Action item:
Output all the records below, word for word.

Dataset:
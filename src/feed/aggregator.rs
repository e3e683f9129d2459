use chrono::{DateTime, Utc};
use futures::future::join_all;

use super::fetcher::{FeedError, FeedSource};
use super::types::{CanonicalPost, FeedFetchResult};

/// Merged output of [`fetch_multiple`].
#[derive(Debug, Clone)]
pub struct AggregatedFeeds {
    /// Posts from every successful feed, newest first
    pub posts: Vec<CanonicalPost>,
    /// One result per input URL, in input order
    pub results: Vec<FeedFetchResult>,
}

impl AggregatedFeeds {
    pub fn failed_feeds(&self) -> impl Iterator<Item = &FeedFetchResult> {
        self.results.iter().filter(|r| !r.is_success())
    }
}

/// Fetches several feeds concurrently and merges their posts.
///
/// Every fetch is allowed to settle; failed feeds are logged and contribute
/// nothing. Posts are ordered by publish date, newest first. Posts whose date
/// cannot be parsed sort as if published when their feed was fetched. Ties
/// keep feed order, then document order.
///
/// # Errors
///
/// Returns [`FeedError::FeedUnavailable`] only when every feed failed. An
/// empty URL list is not an error.
pub async fn fetch_multiple(
    source: &dyn FeedSource,
    feed_urls: &[String],
) -> Result<AggregatedFeeds, FeedError> {
    if feed_urls.is_empty() {
        return Ok(AggregatedFeeds {
            posts: Vec::new(),
            results: Vec::new(),
        });
    }

    let outcomes = join_all(feed_urls.iter().map(|url| source.fetch_feed(url))).await;

    let mut results = Vec::with_capacity(outcomes.len());
    for (url, outcome) in feed_urls.iter().zip(outcomes) {
        match outcome {
            Ok(result) => results.push(result),
            Err(e) => {
                tracing::warn!(feed_url = %url, error = %e, "Feed failed, excluded from merge");
                results.push(FeedFetchResult::failure(url.as_str(), &e, Utc::now()));
            }
        }
    }

    let succeeded = results.iter().filter(|r| r.is_success()).count();
    if succeeded == 0 {
        return Err(FeedError::FeedUnavailable {
            attempts: feed_urls.len(),
        });
    }

    tracing::debug!(
        feeds = feed_urls.len(),
        succeeded = succeeded,
        "Feeds aggregated"
    );

    Ok(AggregatedFeeds {
        posts: merge_by_date(&results),
        results,
    })
}

/// Merges successful results into one list, newest first.
pub fn merge_by_date(results: &[FeedFetchResult]) -> Vec<CanonicalPost> {
    let mut keyed: Vec<(DateTime<Utc>, CanonicalPost)> = results
        .iter()
        .filter(|r| r.is_success())
        .flat_map(|r| {
            r.posts.iter().map(move |post| {
                let date = post.published_timestamp().unwrap_or(r.fetched_at);
                (date, post.clone())
            })
        })
        .collect();

    // sort_by is stable, so equal dates keep input order
    keyed.sort_by(|(a, _), (b, _)| b.cmp(a));
    keyed.into_iter().map(|(_, post)| post).collect()
}
//! Page visit recording and simple counts for the dashboard.

use chrono::Utc;
use sqlx::SqlitePool;
use uuid::Uuid;

use super::models::{NewPageVisit, PageCount, PageVisit, VisitSummary};

/// Pages reported in the summary
const TOP_PAGES_LIMIT: i64 = 10;

#[derive(Debug, Clone)]
pub struct VisitRepository {
    pool: SqlitePool,
}

impl VisitRepository {
    pub fn new(pool: SqlitePool) -> Self {
        Self { pool }
    }

    pub async fn record(&self, visit: NewPageVisit) -> Result<PageVisit, sqlx::Error> {
        let visit = PageVisit {
            id: Uuid::new_v4().to_string(),
            session_id: visit.session_id,
            page: visit.page,
            user_agent: visit.user_agent,
            referrer: visit.referrer,
            ip_address: visit.ip_address,
            timestamp: Utc::now(),
        };

        sqlx::query(
            r#"
            INSERT INTO page_visits (id, session_id, page, user_agent, referrer, ip_address, timestamp)
            VALUES (?, ?, ?, ?, ?, ?, ?)
            "#,
        )
        .bind(&visit.id)
        .bind(&visit.session_id)
        .bind(&visit.page)
        .bind(&visit.user_agent)
        .bind(&visit.referrer)
        .bind(&visit.ip_address)
        .bind(visit.timestamp)
        .execute(&self.pool)
        .await?;

        tracing::debug!(page = %visit.page, session_id = %visit.session_id, "page visit recorded");
        Ok(visit)
    }

    pub async fn summary(&self) -> Result<VisitSummary, sqlx::Error> {
        let (total_visits, unique_sessions): (i64, i64) =
            sqlx::query_as("SELECT COUNT(*), COUNT(DISTINCT session_id) FROM page_visits")
                .fetch_one(&self.pool)
                .await?;

        let pages = sqlx::query_as::<_, PageCount>(
            r#"
            SELECT page, COUNT(*) AS visits
            FROM page_visits
            GROUP BY page
            ORDER BY visits DESC, page ASC
            LIMIT ?
            "#,
        )
        .bind(TOP_PAGES_LIMIT)
        .fetch_all(&self.pool)
        .await?;

        Ok(VisitSummary {
            total_visits,
            unique_sessions,
            pages,
        })
    }
}

#[cfg(test)]
mod tests {
    use super::*;
    use crate::db::{self, DbConfig};

    async fn test_repo() -> VisitRepository {
        let pool = db::init_pool(Some(DbConfig::in_memory())).await.unwrap();
        db::run_migrations(&pool).await.unwrap();
        VisitRepository::new(pool)
    }

    fn visit(session_id: &str, page: &str) -> NewPageVisit {
        NewPageVisit {
            session_id: session_id.to_string(),
            page: page.to_string(),
            user_agent: Some("test-agent".to_string()),
            referrer: None,
            ip_address: Some("127.0.0.1".to_string()),
        }
    }

    #[tokio::test]
    async fn test_summary_of_empty_store() {
        let summary = test_repo().await.summary().await.unwrap();
        assert_eq!(summary.total_visits, 0);
        assert_eq!(summary.unique_sessions, 0);
        assert!(summary.pages.is_empty());
    }

    #[tokio::test]
    async fn test_summary_counts_visits_sessions_and_pages() {
        let repo = test_repo().await;
        repo.record(visit("s1", "/")).await.unwrap();
        repo.record(visit("s1", "/contact")).await.unwrap();
        repo.record(visit("s2", "/")).await.unwrap();

        let summary = repo.summary().await.unwrap();
        assert_eq!(summary.total_visits, 3);
        assert_eq!(summary.unique_sessions, 2);
        assert_eq!(
            summary.pages,
            vec![
                PageCount { page: "/".to_string(), visits: 2 },
                PageCount { page: "/contact".to_string(), visits: 1 },
            ]
        );
    }
}
//! Database Models - structs representing database rows (used by sqlx/serde).

use chrono::{DateTime, Utc};
use serde::{Deserialize, Serialize};
use sqlx::FromRow;

/// Raw `blocks` row. `content` and `styles` are still JSON text here; the
/// block repository decodes them into typed documents.
#[derive(Debug, Clone, FromRow)]
pub struct BlockRow {
    pub id: i64,
    pub block_type: String,
    pub block_order: i64,
    pub content: String,
    pub styles: String,
    pub created_at: DateTime<Utc>,
    pub updated_at: DateTime<Utc>,
}

/// Page visit event
#[derive(Debug, Clone, FromRow, Serialize, Deserialize)]
pub struct PageVisit {
    pub id: String,
    pub session_id: String,
    pub page: String,
    pub user_agent: Option<String>,
    pub referrer: Option<String>,
    pub ip_address: Option<String>,
    pub timestamp: DateTime<Utc>,
}

/// New page visit for insertion
#[derive(Debug, Clone, Serialize, Deserialize)]
pub struct NewPageVisit {
    pub session_id: String,
    pub page: String,
    pub user_agent: Option<String>,
    pub referrer: Option<String>,
    pub ip_address: Option<String>,
}

/// Visit count for one page
#[derive(Debug, Clone, PartialEq, Eq, FromRow, Serialize, Deserialize)]
pub struct PageCount {
    pub page: String,
    pub visits: i64,
}

/// Simple visit counts for the dashboard
#[derive(Debug, Clone, PartialEq, Eq, Serialize, Deserialize)]
pub struct VisitSummary {
    pub total_visits: i64,
    pub unique_sessions: i64,
    pub pages: Vec<PageCount>,
}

Answer for the task:
filename src/feed/aggregator.rs
repository e3e683f9129d2459
use chrono::{DateTime, Utc};
use futures::future::join_all;

use super::fetcher::{FeedError, FeedSource};
use super::types::{CanonicalPost, FeedFetchResult};

/// Merged output of [`fetch_multiple`].
#[derive(Debug, Clone)]
pub struct AggregatedFeeds {
    /// Posts from every successful feed, newest first
    pub posts: Vec<CanonicalPost>,
    /// One result per input URL, in input order
    pub results: Vec<FeedFetchResult>,
}

impl AggregatedFeeds {
    pub fn failed_feeds(&self) -> impl Iterator<Item = &FeedFetchResult> {
        self.results.iter().filter(|r| !r.is_success())
    }
}

/// Fetches several feeds concurrently and merges their posts.
///
/// Every fetch is allowed to settle; failed feeds are logged and contribute
/// nothing. Posts are ordered by publish date, newest first. Posts whose date
/// cannot be parsed sort as if published when their feed was fetched. Ties
/// keep feed order, then document order.
///
/// # Errors
///
/// Returns [`FeedError::FeedUnavailable`] only when every feed failed. An
/// empty URL list is not an error.
pub async fn fetch_multiple(
    source: &dyn FeedSource,
    feed_urls: &[String],
) -> Result<AggregatedFeeds, FeedError> {
    if feed_urls.is_empty() {
        return Ok(AggregatedFeeds {
            posts: Vec::new(),
            results: Vec::new(),
        });
    }

    let outcomes = join_all(feed_urls.iter().map(|url| source.fetch_feed(url))).await;

    let mut results = Vec::with_capacity(outcomes.len());
    for (url, outcome) in feed_urls.iter().zip(outcomes) {
        match outcome {
            Ok(result) => results.push(result),
            Err(e) => {
                tracing::warn!(feed_url = %url, error = %e, "Feed failed, excluded from merge");
                results.push(FeedFetchResult::failure(url.as_str(), &e, Utc::now()));
            }
        }
    }

    let succeeded = results.iter().filter(|r| r.is_success()).count();
    if succeeded == 0 {
        return Err(FeedError::FeedUnavailable {
            attempts: feed_urls.len(),
        });
    }

    tracing::debug!(
        feeds = feed_urls.len(),
        succeeded = succeeded,
        "Feeds aggregated"
    );

    Ok(AggregatedFeeds {
        posts: merge_by_date(&results),
        results,
    })
}

/// Merges successful results into one list, newest first.
pub fn merge_by_date(results: &[FeedFetchResult]) -> Vec<CanonicalPost> {
    let mut keyed: Vec<(DateTime<Utc>, CanonicalPost)> = results
        .iter()
        .filter(|r| r.is_success())
        .flat_map(|r| {
            r.posts.iter().map(move |post| {
                let date = post.published_timestamp().unwrap_or(r.fetched_at);
                (date, post.clone())
            })
        })
        .collect();

    // sort_by is stable, so equal dates keep input order
    keyed.sort_by(|(a, _), (b, _)| b.cmp(a));
    keyed.into_iter().map(|(_, post)| post).collect()
}
//! Page visit recording and simple counts for the dashboard.

use chrono::Utc;
use sqlx::SqlitePool;
use uuid::Uuid;

use super::models::{NewPageVisit, PageCount, PageVisit, VisitSummary};

/// Pages reported in the summary
const TOP_PAGES_LIMIT: i64 = 10;

#[derive(Debug, Clone)]
pub struct VisitRepository {
    pool: SqlitePool,
}

impl VisitRepository {
    pub fn new(pool: SqlitePool) -> Self {
        Self { pool }
    }

    pub async fn record(&self, visit: NewPageVisit) -> Result<PageVisit, sqlx::Error> {
        let visit = PageVisit {
            id: Uuid::new_v4().to_string(),
            session_id: visit.session_id,
            page: visit.page,
            user_agent: visit.user_agent,
            referrer: visit.referrer,
            ip_address: visit.ip_address,
            timestamp: Utc::now(),
        };

        sqlx::query(
            r#"
            INSERT INTO page_visits (id, session_id, page, user_agent, referrer, ip_address, timestamp)
            VALUES (?, ?, ?, ?, ?, ?, ?)
            "#,
        )
        .bind(&visit.id)
        .bind(&visit.session_id)
        .bind(&visit.page)
        .bind(&visit.user_agent)
        .bind(&visit.referrer)
        .bind(&visit.ip_address)
        .bind(visit.timestamp)
        .execute(&self.pool)
        .await?;

        tracing::debug!(page = %visit.page, session_id = %visit.session_id, "page visit recorded");
        Ok(visit)
    }

    pub async fn summary(&self) -> Result<VisitSummary, sqlx::Error> {
        let (total_visits, unique_sessions): (i64, i64) =
            sqlx::query_as("SELECT COUNT(*), COUNT(DISTINCT session_id) FROM page_visits")
                .fetch_one(&self.pool)
                .await?;

        let pages = sqlx::query_as::<_, PageCount>(
            r#"
            SELECT page, COUNT(*) AS visits
            FROM page_visits
            GROUP BY page
            ORDER BY visits DESC, page ASC
            LIMIT ?
            "#,
        )
        .bind(TOP_PAGES_LIMIT)
        .fetch_all(&self.pool)
        .await?;

        Ok(VisitSummary {
            total_visits,
            unique_sessions,
            pages,
        })
    }
}

#[cfg(test)]
mod tests {
    use super::*;
    use crate::db::{self, DbConfig};

    async fn test_repo() -> VisitRepository {
        let pool = db::init_pool(Some(DbConfig::in_memory())).await.unwrap();
        db::run_migrations(&pool).await.unwrap();
        VisitRepository::new(pool)
    }

    fn visit(session_id: &str, page: &str) -> NewPageVisit {
        NewPageVisit {
            session_id: session_id.to_string(),
            page: page.to_string(),
            user_agent: Some("test-agent".to_string()),
            referrer: None,
            ip_address: Some("127.0.0.1".to_string()),
        }
    }

    #[tokio::test]
    async fn test_summary_of_empty_store() {
        let summary = test_repo().await.summary().await.unwrap();
        assert_eq!(summary.total_visits, 0);
        assert_eq!(summary.unique_sessions, 0);
        assert!(summary.pages.is_empty());
    }

    #[tokio::test]
    async fn test_summary_counts_visits_sessions_and_pages() {
        let repo = test_repo().await;
        repo.record(visit("s1", "/")).await.unwrap();
        repo.record(visit("s1", "/contact")).await.unwrap();
        repo.record(visit("s2", "/")).await.unwrap();

        let summary = repo.summary().await.unwrap();
        assert_eq!(summary.total_visits, 3);
        assert_eq!(summary.unique_sessions, 2);
        assert_eq!(
            summary.pages,
            vec![
                PageCount { page: "/".to_string(), visits: 2 },
                PageCount { page: "/contact".to_string(), visits: 1 },
            ]
        );
    }
}
//! Database Models - structs representing database rows (used by sqlx/serde).

use chrono::{DateTime, Utc};
use serde::{Deserialize, Serialize};
use sqlx::FromRow;

/// Raw `blocks` row. `content` and `styles` are still JSON text here; the
/// block repository decodes them into typed documents.
#[derive(Debug, Clone, FromRow)]
pub struct BlockRow {
    pub id: i64,
    pub block_type: String,
    pub block_order: i64,
    pub content: String,
    pub styles: String,
    pub created_at: DateTime<Utc>,
    pub updated_at: DateTime<Utc>,
}

/// Page visit event
#[derive(Debug, Clone, FromRow, Serialize, Deserialize)]
pub struct PageVisit {
    pub id: String,
    pub session_id: String,
    pub page: String,
    pub user_agent: Option<String>,
    pub referrer: Option<String>,
    pub ip_address: Option<String>,
    pub timestamp: DateTime<Utc>,
}

/// New page visit for insertion
#[derive(Debug, Clone, Serialize, Deserialize)]
pub struct NewPageVisit {
    pub session_id: String,
    pub page: String,
    pub user_agent: Option<String>,
    pub referrer: Option<String>,
    pub ip_address: Option<String>,
}

/// Visit count for one page
#[derive(Debug, Clone, PartialEq, Eq, FromRow, Serialize, Deserialize)]
pub struct PageCount {
    pub page: String,
    pub visits: i64,
}

/// Simple visit counts for the dashboard
#[derive(Debug, Clone, PartialEq, Eq, Serialize, Deserialize)]
pub struct VisitSummary {
    pub total_visits: i64,
    pub unique_sessions: i64,
    pub pages: Vec<PageCount>,
}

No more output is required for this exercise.